The paper introduces a novel fabrication method for large-area artificial pinning centers in Nb films and investigates their impact on critical current enhancement and magnetic pinning behavior.

Findings

Achieved critical current densities close to the Ginzburg-Landau depairing current at 5 K.

Observed a matching field effect corresponding to pore density in Jc measurements.

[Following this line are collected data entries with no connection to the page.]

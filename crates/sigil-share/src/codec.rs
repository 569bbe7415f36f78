//! # Share Payload Codec
//!
//! ```text
//! current  "c1:" + base64url(deflate(JCS(bundle), level 9))
//! legacy   base64url(JSON(bundle))
//! ```
//!
//! Decoding checks the encoded length before doing any work, then inflates
//! through a reader capped one byte past the output ceiling, so a
//! decompression bomb costs at most `max_inflated + 1` bytes of memory.
//! Malformed input of any kind is an error, never a panic.

use std::io::{Read, Write};

use flate2::read::DeflateDecoder;
use flate2::write::DeflateEncoder;
use flate2::Compression;
use serde::Serialize;
use serde_json::Value;
use sigil_core::{b64url_decode, b64url_encode, CanonicalBytes};

use crate::error::ShareError;

/// Version prefix of compressed payloads.
pub const COMPRESSED_PREFIX: &str = "c1:";

/// Default ceiling on the encoded payload length, in bytes.
pub const DEFAULT_MAX_ENCODED_BYTES: usize = 32 * 1024;

/// Default ceiling on the decoded JSON length, in bytes.
pub const DEFAULT_MAX_INFLATED_BYTES: usize = 256 * 1024;

const DEFLATE_LEVEL: u32 = 9;

/// Which wire form a payload used.
#[derive(Debug, Clone, Copy, PartialEq, Eq, Serialize)]
#[serde(rename_all = "lowercase")]
pub enum ShareFormat {
    Compressed,
    Legacy,
}

/// A decoded share payload.
#[derive(Debug, Clone, PartialEq, Serialize)]
pub struct SharePayload {
    pub format: ShareFormat,
    pub bundle: Value,
}

/// Byte ceilings applied while decoding.
#[derive(Debug, Clone, Copy, PartialEq, Eq)]
pub struct ShareLimits {
    pub max_encoded: usize,
    pub max_inflated: usize,
}

impl Default for ShareLimits {
    fn default() -> Self {
        Self {
            max_encoded: DEFAULT_MAX_ENCODED_BYTES,
            max_inflated: DEFAULT_MAX_INFLATED_BYTES,
        }
    }
}

/// Encoder/decoder for share payloads.
#[derive(Debug, Clone, Copy, Default)]
pub struct ShareCodec {
    limits: ShareLimits,
}

impl ShareCodec {
    pub fn new(limits: ShareLimits) -> Self {
        Self { limits }
    }

    pub fn limits(&self) -> ShareLimits {
        self.limits
    }

    /// Encode a bundle in the current compressed form.
    ///
    /// Fails if the result would be refused by [`decode`](Self::decode)
    /// with the same limits.
    pub fn encode(&self, bundle: &impl Serialize) -> Result<String, ShareError> {
        let canonical =
            CanonicalBytes::new(bundle).map_err(|e| ShareError::Encode(e.to_string()))?;
        self.check_inflated(canonical.len())?;

        let mut encoder = DeflateEncoder::new(Vec::new(), Compression::new(DEFLATE_LEVEL));
        encoder
            .write_all(canonical.as_bytes())
            .map_err(|e| ShareError::Encode(e.to_string()))?;
        let compressed = encoder
            .finish()
            .map_err(|e| ShareError::Encode(e.to_string()))?;

        let payload = format!("{COMPRESSED_PREFIX}{}", b64url_encode(compressed));
        self.check_encoded(payload.len())?;
        Ok(payload)
    }

    /// Encode a bundle in the legacy uncompressed form.
    pub fn encode_legacy(&self, bundle: &impl Serialize) -> Result<String, ShareError> {
        let json = serde_json::to_vec(bundle).map_err(|e| ShareError::Encode(e.to_string()))?;
        self.check_inflated(json.len())?;
        let payload = b64url_encode(json);
        self.check_encoded(payload.len())?;
        Ok(payload)
    }

    /// Decode a payload in either form.
    ///
    /// A payload with a `prefix:` is treated as versioned; base64url never
    /// contains `:`, so anything without one is legacy.
    pub fn decode(&self, payload: &str) -> Result<SharePayload, ShareError> {
        let payload = payload.trim();
        self.check_encoded(payload.len())?;
        if let Some(body) = payload.strip_prefix(COMPRESSED_PREFIX) {
            return self.decode_compressed_body(body);
        }
        if let Some((version, _)) = payload.split_once(':') {
            return Err(ShareError::UnknownVersion(version.to_string()));
        }
        self.decode_legacy(payload)
    }

    /// Decode a legacy uncompressed payload.
    pub fn decode_legacy(&self, payload: &str) -> Result<SharePayload, ShareError> {
        let payload = payload.trim();
        self.check_encoded(payload.len())?;
        let json = b64url_decode(payload).map_err(|e| ShareError::Decode(e.to_string()))?;
        self.check_inflated(json.len())?;
        Ok(SharePayload {
            format: ShareFormat::Legacy,
            bundle: parse_json(&json)?,
        })
    }

    fn decode_compressed_body(&self, body: &str) -> Result<SharePayload, ShareError> {
        let compressed = b64url_decode(body).map_err(|e| ShareError::Decode(e.to_string()))?;

        let limit = self.limits.max_inflated;
        let mut inflated = Vec::new();
        DeflateDecoder::new(compressed.as_slice())
            .take(limit as u64 + 1)
            .read_to_end(&mut inflated)
            .map_err(|e| ShareError::Decode(format!("inflate: {e}")))?;
        if inflated.len() > limit {
            tracing::debug!(limit, "share payload inflation aborted at ceiling");
            return Err(ShareError::SizeLimit {
                what: "inflated payload",
                actual: inflated.len(),
                limit,
            });
        }

        Ok(SharePayload {
            format: ShareFormat::Compressed,
            bundle: parse_json(&inflated)?,
        })
    }

    fn check_encoded(&self, len: usize) -> Result<(), ShareError> {
        if len > self.limits.max_encoded {
            return Err(ShareError::SizeLimit {
                what: "encoded payload",
                actual: len,
                limit: self.limits.max_encoded,
            });
        }
        Ok(())
    }

    fn check_inflated(&self, len: usize) -> Result<(), ShareError> {
        if len > self.limits.max_inflated {
            return Err(ShareError::SizeLimit {
                what: "inflated payload",
                actual: len,
                limit: self.limits.max_inflated,
            });
        }
        Ok(())
    }
}

fn parse_json(bytes: &[u8]) -> Result<Value, ShareError> {
    let text = std::str::from_utf8(bytes).map_err(|e| ShareError::Decode(format!("utf-8: {e}")))?;
    serde_json::from_str(text).map_err(|e| ShareError::Decode(format!("json: {e}")))
}

/// Encode with default limits.
pub fn encode(bundle: &impl Serialize) -> Result<String, ShareError> {
    ShareCodec::default().encode(bundle)
}

/// Decode with default limits.
pub fn decode(payload: &str) -> Result<SharePayload, ShareError> {
    ShareCodec::default().decode(payload)
}

#[cfg(test)]
mod tests {
    use super::*;
    use serde_json::json;

    fn deflate(bytes: &[u8]) -> Vec<u8> {
        let mut e = DeflateEncoder::new(Vec::new(), Compression::new(9));
        e.write_all(bytes).unwrap();
        e.finish().unwrap()
    }

    #[test]
    fn round_trip_is_canonical() {
        let value = json!({"b": [1, 2, {"z": "x", "a": null}], "a": "é"});
        let payload = encode(&value).unwrap();
        assert!(payload.starts_with(COMPRESSED_PREFIX));
        let decoded = decode(&payload).unwrap();
        assert_eq!(decoded.format, ShareFormat::Compressed);
        assert_eq!(decoded.bundle, value);
        // Key order does not change the payload.
        let reordered = json!({"a": "é", "b": [1, 2, {"a": null, "z": "x"}]});
        assert_eq!(encode(&reordered).unwrap(), payload);
    }

    #[test]
    fn legacy_round_trip() {
        let value = json!({"receipt": {"bundleHash": "ab"}});
        let codec = ShareCodec::default();
        let payload = codec.encode_legacy(&value).unwrap();
        assert!(!payload.contains(':'));
        let decoded = codec.decode(&payload).unwrap();
        assert_eq!(decoded.format, ShareFormat::Legacy);
        assert_eq!(decoded.bundle, value);
    }

    #[test]
    fn unknown_version_is_rejected() {
        let err = decode("c2:AAAA").unwrap_err();
        assert_eq!(err, ShareError::UnknownVersion("c2".into()));
    }

    #[test]
    fn oversized_encoding_is_rejected_before_inflating() {
        let codec = ShareCodec::new(ShareLimits {
            max_encoded: 16,
            max_inflated: 1024,
        });
        let err = codec.decode(&format!("c1:{}", "A".repeat(64))).unwrap_err();
        assert!(matches!(err, ShareError::SizeLimit { what: "encoded payload", .. }));
    }

    #[test]
    fn decompression_bomb_stops_at_ceiling() {
        let bomb = deflate(&vec![b' '; 2 * 1024 * 1024]);
        let payload = format!("c1:{}", b64url_encode(bomb));
        let err = decode(&payload).unwrap_err();
        match err {
            ShareError::SizeLimit { what, actual, limit } => {
                assert_eq!(what, "inflated payload");
                assert_eq!(limit, DEFAULT_MAX_INFLATED_BYTES);
                assert_eq!(actual, limit + 1);
            }
            other => panic!("unexpected {other:?}"),
        }
    }

    #[test]
    fn malformed_payloads_are_errors() {
        let bad_b64 = decode("c1:@@@").unwrap_err();
        assert!(matches!(bad_b64, ShareError::Decode(_)));

        let bad_deflate = decode(&format!("c1:{}", b64url_encode([0xff, 0xff, 0xff]))).unwrap_err();
        assert!(matches!(bad_deflate, ShareError::Decode(_)));

        let bad_utf8 = decode(&format!("c1:{}", b64url_encode(deflate(&[0xc3, 0x28])))).unwrap_err();
        assert!(matches!(bad_utf8, ShareError::Decode(msg) if msg.contains("utf-8")));

        let bad_json = decode(&format!("c1:{}", b64url_encode(deflate(b"{\"a\":")))).unwrap_err();
        assert!(matches!(bad_json, ShareError::Decode(msg) if msg.contains("json")));

        assert!(decode("").is_err());
    }

    #[test]
    fn encode_refuses_what_decode_would_refuse() {
        let codec = ShareCodec::new(ShareLimits {
            max_encoded: 1024,
            max_inflated: 8,
        });
        let err = codec.encode(&json!({"long": "value"})).unwrap_err();
        assert!(matches!(err, ShareError::SizeLimit { .. }));
    }

    #[test]
    fn non_integral_numbers_round_trip() {
        let value = json!({"valuation": {"phi": 1.618, "weights": [0.25, -3.5, 1e-7]}});
        let payload = encode(&value).unwrap();
        assert_eq!(decode(&payload).unwrap().bundle, value);
    }

    proptest::proptest! {
        #[test]
        fn decode_never_panics(s in "\\PC{0,200}") {
            let _ = decode(&s);
            let _ = decode(&format!("c1:{s}"));
        }

        #[test]
        fn round_trips_jcs_safe_values(
            keys in proptest::collection::vec("[a-z]{1,8}", 0..8),
            n in proptest::prelude::any::<i64>(),
            s in "\\PC{0,40}",
        ) {
            let mut map = serde_json::Map::new();
            for k in &keys {
                map.insert(k.clone(), json!([n, s.clone(), {"nested": k}]));
            }
            let value = Value::Object(map);
            let payload = encode(&value).unwrap();
            proptest::prop_assert_eq!(decode(&payload).unwrap().bundle, value);
        }
    }
}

Back-filling pores with magnetic material like Co reduces Jc but influences flux vortex behavior.

Abstract

Large area arrays of through-thickness nanoscale pores have been milled into superconducting Nb thin films via a process utilizing anodized aluminum oxide thin film templates. These pores act as artificial flux pinning centers, increasing the superconducting critical current, Jc, of the Nb films. By optimizing the process conditions including anodization time, pore size and milling time, Jc values approaching and in some cases matching the Ginzburg-Landau depairing current of 30 MA/cm^2 at 5 K have been achieved - a Jc enhancement over as-deposited films of more than 50 times. In the field dependence of Jc, a matching field corresponding to the areal pore density has also been clearly observed. The effect of back-filling the pores with magnetic material has then been investigated. While back-filling with Co has been successfully achieved, the effect of the magnetic material on Jc has been found to be largely detrimental compared to voids, although a distinct influence of the magnetic material in producing a hysteretic Jc versus applied field behavior has been observed. This behavior has been tested for compatibility with currently proposed models of magnetic pinning and found to be most closely explained by a model describing the magnetic attraction between the flux vortices and the magnetic inclusions.